Saturday, 2 April 2011

Mark Almond on Libya.



Mark Almond on RT commenting on the confused strategy of the Western powers as regards Libya.

Almond has also put the dangers of the Western powers bombing strategy into historical perspective ( Libya - 100 Years of Bombing, or Is Fascism the Forgotten Root of Humanitarian Intervention?Friday, 1 April 2011 ).

The celebrations of the one hundred and fiftieth anniversary of Italian unification in March, 2011, were overshadowed by the crisis in Libya. Coinciding with Italy’s birthday, Silvio Berlusconi’s government decided to make seven air bases available to NATO allies for the bombing of Colonel Gaddafi’s forces.

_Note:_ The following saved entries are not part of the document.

use crate::error::{ErrorResponse, HttpAppError};
use crate::services::UploadService;
use crate::state::AppState;
use crate::utils::multipart::FormFields;
use axum::{
    extract::{multipart::MultipartRejection, Multipart, State},
    Json,
};
use std::sync::Arc;
use textcast_core::models::SimpleUploadOutcome;

/// Upload a batch of `(text, file)` pairs.
///
/// Returns one outcome per pair; the lists are cut to the shorter one.
#[utoipa::path(
    post,
    path = "/upload",
    tag = "uploads",
    request_body(
        content = inline(Object),
        content_type = "multipart/form-data",
        description = "Repeated `text[]` and `file[]` fields, paired by position"
    ),
    responses(
        (status = 200, description = "Per-pair outcomes", body = [SimpleUploadOutcome]),
        (status = 400, description = "Not a readable multipart form", body = ErrorResponse),
        (status = 413, description = "Request body too large", body = ErrorResponse)
    )
)]
#[tracing::instrument(skip(state, multipart), fields(operation = "upload"))]
pub async fn upload(
    State(state): State<Arc<AppState>>,
    multipart: Result<Multipart, MultipartRejection>,
) -> Result<Json<Vec<SimpleUploadOutcome>>, HttpAppError> {
    let fields = FormFields::collect(multipart?).await?;
    let texts = fields.texts("text");
    let files = fields.parts("file");

    tracing::debug!(texts = texts.len(), files = files.len(), "Simple upload batch received");

    let outcomes = UploadService::new(&state)
        .upload_simple(&texts, files)
        .await;

    Ok(Json(outcomes))
}
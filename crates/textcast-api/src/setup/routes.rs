//! Route configuration and setup

use crate::constants::{
    DELETE_PATH, DELETE_SUBUPLOAD_PATH, HEALTH_PATH, LIST_EXTENDED_PATH, LIST_TEXTS_PATH,
    OPENAPI_PATH, UPLOAD_EXTENDED_PATH, UPLOAD_PATH,
};
use crate::handlers;
use crate::middleware;
use crate::state::AppState;
use axum::{
    extract::DefaultBodyLimit,
    http::{HeaderValue, Method},
    routing::{get, post},
    Json, Router,
};
use std::sync::Arc;
use textcast_core::Config;
use tower_http::cors::{Any, CorsLayer};
use tower_http::limit::RequestBodyLimitLayer;
use tower_http::trace::TraceLayer;

/// Setup all application routes
pub async fn setup_routes(
    config: &Config,
    state: Arc<AppState>,
) -> Result<Router<()>, anyhow::Error> {
    let cors = setup_cors(config)?;
    let body_limit = config.max_upload_size_bytes();

    let app = Router::new()
        .route(HEALTH_PATH, get(handlers::health::health_check))
        .route(
            OPENAPI_PATH,
            get(|| async { Json(crate::api_doc::get_openapi_spec()) }),
        )
        .merge(upload_routes())
        .merge(record_routes())
        .layer(axum::middleware::from_fn_with_state(
            state.clone(),
            middleware::redact_sensitive_errors,
        ))
        // Multipart bodies are checked against the same limit as the whole request
        .layer(DefaultBodyLimit::max(body_limit))
        .layer(RequestBodyLimitLayer::new(body_limit))
        .layer(cors)
        .layer(TraceLayer::new_for_http())
        .with_state(state);

    Ok(app)
}

fn upload_routes() -> Router<Arc<AppState>> {
    Router::new()
        .route(UPLOAD_PATH, post(handlers::upload::upload))
        .route(
            UPLOAD_EXTENDED_PATH,
            post(handlers::upload_extended::upload_extended),
        )
}

fn record_routes() -> Router<Arc<AppState>> {
    Router::new()
        .route(LIST_TEXTS_PATH, get(handlers::list::list_texts))
        .route(LIST_EXTENDED_PATH, get(handlers::list::list_extended_uploads))
        .route(DELETE_PATH, post(handlers::delete::delete_upload))
        .route(
            DELETE_SUBUPLOAD_PATH,
            post(handlers::delete::delete_subupload),
        )
}

/// Setup CORS configuration
fn setup_cors(config: &Config) -> Result<CorsLayer, anyhow::Error> {
    let cors = if config.cors_origins().iter().any(|o| o == "*") {
        tracing::warn!("CORS configured to allow all origins - not recommended for production");
        CorsLayer::new()
            .allow_origin(Any)
            .allow_methods([Method::GET, Method::POST, Method::OPTIONS])
            .allow_headers(Any)
    } else {
        let origins = config
            .cors_origins()
            .iter()
            .map(|o| o.parse::<HeaderValue>())
            .collect::<Result<Vec<_>, _>>()
            .map_err(|e| anyhow::anyhow!("Invalid CORS origin: {}", e))?;

        CorsLayer::new()
            .allow_origin(origins)
            .allow_methods([Method::GET, Method::POST, Method::OPTIONS])
            .allow_headers(Any)
    };
    Ok(cors)
}
//! Application setup and initialization

pub mod routes;
pub mod server;
pub mod speech;
pub mod storage;

use crate::state::AppState;
use anyhow::{Context, Result};
use std::sync::Arc;
use textcast_core::Config;

/// Initialize the entire application
pub async fn initialize_app(config: Config) -> Result<(Arc<AppState>, axum::Router)> {
    // Fail fast on misconfiguration
    config.validate().context("Configuration validation failed")?;

    crate::telemetry::init_telemetry(config.log_format())
        .map_err(|e| anyhow::anyhow!("Failed to initialize telemetry: {}", e))?;

    tracing::info!(
        environment = %config.environment(),
        "Configuration loaded and validated successfully"
    );

    let storage = storage::setup_storage(&config).await?;
    let records = storage::setup_records(&config).await?;
    let narrator = speech::setup_narrator(&config)?;

    let state = Arc::new(AppState::new(config.clone(), storage, records, narrator));
    let router = routes::setup_routes(&config, state.clone()).await?;

    Ok((state, router))
}
//! Storage abstraction trait
//!
//! This module defines the Storage trait that all storage backends must implement.

use crate::StorageBackend;
use async_trait::async_trait;
use bytes::Bytes;
use std::path::Path;
use textcast_core::AppError;
use thiserror::Error;

/// Storage operation errors
#[derive(Debug, Error)]
pub enum StorageError {
    #[error("Upload failed: {0}")]
    UploadFailed(String),

    #[error("Delete failed: {0}")]
    DeleteFailed(String),

    #[error("File not found: {0}")]
    NotFound(String),

    #[error("Invalid storage key: {0}")]
    InvalidKey(String),

    #[error("Storage backend error: {0}")]
    BackendError(String),

    #[error("IO error: {0}")]
    IoError(#[from] std::io::Error),

    #[error("Configuration error: {0}")]
    ConfigError(String),
}

/// Result type for storage operations
pub type StorageResult<T> = Result<T, StorageError>;

impl From<StorageError> for AppError {
    fn from(err: StorageError) -> Self {
        match err {
            StorageError::NotFound(key) => AppError::NotFound(format!("Object not found: {}", key)),
            StorageError::InvalidKey(msg) => AppError::InvalidInput(msg),
            other => AppError::Storage(other.to_string()),
        }
    }
}

/// Storage abstraction trait
///
/// Backends store opaque blobs under string keys (see the crate root for the
/// key layout) and expose each blob at a stable public URL.
#[async_trait]
pub trait Storage: Send + Sync {
    /// Upload data to a specific storage key and return its public URL.
    async fn upload_with_key(
        &self,
        storage_key: &str,
        data: Bytes,
        content_type: &str,
    ) -> StorageResult<String>;

    /// Upload a local file to a specific storage key and return its public URL.
    async fn upload_from_path(
        &self,
        storage_key: &str,
        path: &Path,
        content_type: &str,
    ) -> StorageResult<String> {
        let data = tokio::fs::read(path).await?;
        self.upload_with_key(storage_key, Bytes::from(data), content_type)
            .await
    }

    /// Delete a file by its storage key.
    ///
    /// Returns `StorageError::NotFound` when the backend can tell the object
    /// does not exist.
    async fn delete(&self, storage_key: &str) -> StorageResult<()>;

    /// Public URL of the object stored under `storage_key`.
    fn public_url(&self, storage_key: &str) -> String;

    /// Recover the storage key from a URL produced by [`Storage::public_url`].
    ///
    /// Returns `None` for URLs that do not belong to this backend.
    fn key_from_url(&self, url: &str) -> Option<String> {
        let prefix = self.public_url("");
        url.strip_prefix(prefix.as_str())
            .filter(|key| !key.is_empty())
            .map(str::to_string)
    }

    /// Get the storage backend type
    fn backend_type(&self) -> StorageBackend;
}
//! Storage and record store setup

use anyhow::{Context, Result};
use std::sync::Arc;
use textcast_core::Config;
use textcast_db::{create_record_store, RecordStore};
use textcast_storage::{create_storage, Storage};

pub async fn setup_storage(config: &Config) -> Result<Arc<dyn Storage>> {
    tracing::info!("Initializing storage abstraction...");
    let storage = create_storage(config)
        .await
        .context("Failed to initialize object storage")?;
    tracing::info!(
        backend = ?storage.backend_type(),
        "Storage abstraction initialized successfully"
    );
    Ok(storage)
}

pub async fn setup_records(config: &Config) -> Result<Arc<dyn RecordStore>> {
    let records = create_record_store(config)
        .await
        .context("Failed to initialize record store")?;
    tracing::info!(
        backend = ?records.backend_type(),
        uploads_table = %config.uploads_table(),
        subuploads_table = %config.subuploads_table(),
        "Record store initialized"
    );
    Ok(records)
}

By coincidence, this was one hundred years since the Italians invented aerial bombardment and initiated its practice precisely over Libya. A century later, the bomber returns to the scene of its bloody birth. Clio seems to take a perverse enjoyment in ensuring that history repeats itself, first acting as imperialism then as humanitarian intervention, without even needing to change the stage-set.

On 1st November, 1911, Lieutenant Giulio Gavotti dropped the first bomb from an aeroplane. According to the Ottoman authorities it hit the military hospital in Ayn Zara in the Libyan desert. The Italians strongly denied targeting an installation protected by the Geneva Convention. Modern aerial warfare and the propaganda battle which has accompanied it ever since was underway from the start.

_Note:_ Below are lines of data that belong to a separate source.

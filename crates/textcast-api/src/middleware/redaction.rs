use axum::{
    extract::{Request, State},
    middleware::Next,
    response::{IntoResponse, Response},
    Json,
};
use std::sync::Arc;

use crate::error::RedactedError;
use crate::state::AppState;

/// Replace detailed bodies of sensitive server errors in production.
pub async fn redact_sensitive_errors(
    State(state): State<Arc<AppState>>,
    request: Request,
    next: Next,
) -> Response {
    let response = next.run(request).await;

    if !state.config.is_production() {
        return response;
    }

    match response.extensions().get::<RedactedError>().cloned() {
        Some(RedactedError(body)) => (response.status(), Json(body)).into_response(),
        None => response,
    }
}
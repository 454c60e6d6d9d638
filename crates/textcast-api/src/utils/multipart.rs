//! Collect a multipart form into repeated, named parts.

use std::collections::HashMap;

use axum::extract::multipart::MultipartError;
use axum::extract::Multipart;
use axum::http::StatusCode;
use bytes::Bytes;
use textcast_core::AppError;

/// One part of a multipart form.
#[derive(Debug, Clone)]
pub struct FormPart {
    pub file_name: Option<String>,
    pub content_type: Option<String>,
    pub data: Bytes,
}

impl FormPart {
    /// Client-supplied file name, if the part carries a non-empty one.
    pub fn selected_file_name(&self) -> Option<&str> {
        self.file_name
            .as_deref()
            .map(str::trim)
            .filter(|name| !name.is_empty())
    }

    pub fn text(&self) -> String {
        String::from_utf8_lossy(&self.data).into_owned()
    }
}

/// Parts grouped by field name, in submission order. Field names are stored
/// without a trailing `[]` so `text[]` and `text` address the same list.
#[derive(Debug, Default)]
pub struct FormFields {
    parts: HashMap<String, Vec<FormPart>>,
}

fn normalize_name(name: &str) -> &str {
    name.strip_suffix("[]").unwrap_or(name)
}

fn multipart_error(err: MultipartError) -> AppError {
    if err.status() == StatusCode::PAYLOAD_TOO_LARGE {
        AppError::PayloadTooLarge(err.body_text())
    } else {
        AppError::BadRequest(format!("Failed to read multipart: {}", err.body_text()))
    }
}

impl FormFields {
    pub async fn collect(mut multipart: Multipart) -> Result<Self, AppError> {
        let mut fields = FormFields::default();

        while let Some(field) = multipart.next_field().await.map_err(multipart_error)? {
            let name = normalize_name(field.name().unwrap_or_default()).to_string();
            let file_name = field.file_name().map(str::to_string);
            let content_type = field.content_type().map(str::to_string);
            let data = field.bytes().await.map_err(multipart_error)?;

            fields.push(
                name,
                FormPart {
                    file_name,
                    content_type,
                    data,
                },
            );
        }

        Ok(fields)
    }

    pub fn push(&mut self, name: impl AsRef<str>, part: FormPart) {
        self.parts
            .entry(normalize_name(name.as_ref()).to_string())
            .or_default()
            .push(part);
    }

    pub fn parts(&self, name: &str) -> &[FormPart] {
        self.parts
            .get(normalize_name(name))
            .map(Vec::as_slice)
            .unwrap_or_default()
    }

    pub fn texts(&self, name: &str) -> Vec<String> {
        self.parts(name).iter().map(FormPart::text).collect()
    }
}
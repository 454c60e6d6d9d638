//! Server startup and graceful shutdown

use anyhow::Result;
use axum::Router;
use textcast_core::Config;

/// Start the server with graceful shutdown
pub async fn start_server(config: &Config, app: Router) -> Result<()> {
    let addr = format!("0.0.0.0:{}", config.server_port());
    tracing::info!(addr = %addr, "Starting server");

    let listener = tokio::net::TcpListener::bind(&addr).await?;

    tracing::info!(
        max_upload_mb = config.max_upload_size_bytes() / 1024 / 1024,
        company_id = %config.company_id(),
        ffmpeg_path = %config.ffmpeg_path(),
        voice = %config.speech_voice(),
        "Server ready and accepting connections"
    );

    axum::serve(listener, app)
        .with_graceful_shutdown(shutdown_signal())
        .await?;

    Ok(())
}

/// Resolves on Ctrl+C (SIGINT) or SIGTERM.
///
/// # Panics
/// Panics if a signal handler cannot be installed.
async fn shutdown_signal() {
    let ctrl_c = async {
        tokio::signal::ctrl_c()
            .await
            .expect("Failed to install Ctrl+C handler");
    };

    #[cfg(unix)]
    let terminate = async {
        tokio::signal::unix::signal(tokio::signal::unix::SignalKind::terminate())
            .expect("Failed to install signal handler")
            .recv()
            .await;
    };

    #[cfg(not(unix))]
    let terminate = std::future::pending::<()>();

    tokio::select! {
        _ = ctrl_c => {
            tracing::info!("Received Ctrl+C signal");
        },
        _ = terminate => {
            tracing::info!("Received terminate signal");
        },
    }

    tracing::info!("Shutting down gracefully...");
}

Lt. Gavotti’s four bombs were modified hand grenades, but soon the Italians had learned how to drop incendiary bomb and shrapnel bombs – what we would now call cluster munitions.

The initial impact of aircraft overhead was alarming and disorientating to the forces below. Panic spread as an airplane engine was heard approaching. But soon enough the Turks and Arabs below learned the limitations of aerial bombardment and their terror subsided. The Italians decided that they had to increase the terrorising effect of their bombing and strafing to keep the enemy on the run. The Italian pilots also realised that fixed targets like villages or oases were easier to find and strike than mobile guerrillas.

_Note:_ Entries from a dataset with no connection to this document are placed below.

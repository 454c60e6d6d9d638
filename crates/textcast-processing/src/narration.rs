//! Narration pipeline: text to SSML, SSML to WAV, WAV to a compressed file.
//!
//! Every intermediate file lives in a per-call temporary directory owned by
//! the returned [`NarratedAudio`]. Dropping it (or any early return) removes
//! the directory and everything in it.

use std::path::{Path, PathBuf};
use std::sync::Arc;

use tempfile::TempDir;
use textcast_core::naming::audio_filename;
use textcast_core::AppError;
use thiserror::Error;

use crate::speech::{build_ssml, SpeechError, SpeechSynthesizer, VoiceProfile};
use crate::transcode::{AudioFormat, AudioTranscoder, TranscodeError};

#[derive(Debug, Error)]
pub enum NarrationError {
    #[error("Nothing to narrate: text is empty")]
    EmptyText,

    #[error(transparent)]
    Synthesis(#[from] SpeechError),

    #[error(transparent)]
    Transcode(#[from] TranscodeError),

    #[error("Narration IO error: {0}")]
    Io(#[from] std::io::Error),
}

impl From<NarrationError> for AppError {
    fn from(err: NarrationError) -> Self {
        match err {
            NarrationError::EmptyText => AppError::InvalidInput(err.to_string()),
            NarrationError::Synthesis(e) => e.into(),
            NarrationError::Transcode(e) => e.into(),
            NarrationError::Io(e) => e.into(),
        }
    }
}

/// A narrated audio file on local disk.
#[derive(Debug)]
pub struct NarratedAudio {
    _dir: TempDir,
    path: PathBuf,
    filename: String,
    format: AudioFormat,
}

impl NarratedAudio {
    pub fn path(&self) -> &Path {
        &self.path
    }

    pub fn filename(&self) -> &str {
        &self.filename
    }

    pub fn content_type(&self) -> &'static str {
        self.format.content_type()
    }
}

pub struct Narrator {
    synthesizer: Arc<dyn SpeechSynthesizer>,
    transcoder: Arc<dyn AudioTranscoder>,
    voice: VoiceProfile,
    format: AudioFormat,
    work_dir: Option<PathBuf>,
}

impl Narrator {
    pub fn new(
        synthesizer: Arc<dyn SpeechSynthesizer>,
        transcoder: Arc<dyn AudioTranscoder>,
        voice: VoiceProfile,
    ) -> Self {
        Self {
            synthesizer,
            transcoder,
            voice,
            format: AudioFormat::default(),
            work_dir: None,
        }
    }

    pub fn with_format(mut self, format: AudioFormat) -> Self {
        self.format = format;
        self
    }

    /// Parent directory for temporary files; the system temp dir otherwise.
    pub fn with_work_dir(mut self, work_dir: impl Into<PathBuf>) -> Self {
        self.work_dir = Some(work_dir.into());
        self
    }

    fn scratch_dir(&self) -> std::io::Result<TempDir> {
        let mut builder = tempfile::Builder::new();
        builder.prefix("narration-");
        match &self.work_dir {
            Some(dir) => builder.tempdir_in(dir),
            None => builder.tempdir(),
        }
    }

    #[tracing::instrument(skip(self, text), fields(chars = text.chars().count()))]
    pub async fn narrate(&self, text: &str) -> Result<NarratedAudio, NarrationError> {
        if text.trim().is_empty() {
            return Err(NarrationError::EmptyText);
        }

        let dir = self.scratch_dir()?;
        let filename = audio_filename(text, self.format.extension());
        let wav_path = dir.path().join("speech.wav");
        let output_path = dir.path().join(&filename);

        let ssml = build_ssml(text, &self.voice);
        let wav = self.synthesizer.synthesize(&ssml).await?;
        tokio::fs::write(&wav_path, &wav).await?;

        self.transcoder
            .transcode(&wav_path, &output_path, self.format)
            .await?;

        if let Err(e) = tokio::fs::remove_file(&wav_path).await {
            tracing::warn!(error = %e, path = %wav_path.display(), "Failed to remove intermediate WAV");
        }

        tracing::debug!(filename = %filename, "Narration ready");

        Ok(NarratedAudio {
            _dir: dir,
            path: output_path,
            filename,
            format: self.format,
        })
    }
}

The British Arabist, G.F. Abbott who was with the mixed Turkish-Arab forces resisting the invasion noted that they soon recovered from their fear partly because bombs which fell into the sand tended to explode harmlessly. But he added, “The women and children in the villages are practically the only victims, and this fact excited the anger of the Arabs.”

Antagonising the civilian population was an unfortunate side-effect of the bombing which became a major factor in turning the Italian invasion into a protracted counter-insurgency.

When the idea of occupying Libya as a fiftieth birthday present to themselves was turned into practice in September, 1911, Italians were assured of a quick victory there. They were told that the Ottoman Turkish regime was thoroughly hated by the Arabs living there and that a warm welcome could be expected for the soldiers bringing civilization and liberation from the Sultan’s tyranny. To use modern parlance, Italians were encouraged to expect a cakewalk. The media assured the soldiers, “Arab hostility is nothing but a Turkish fable.”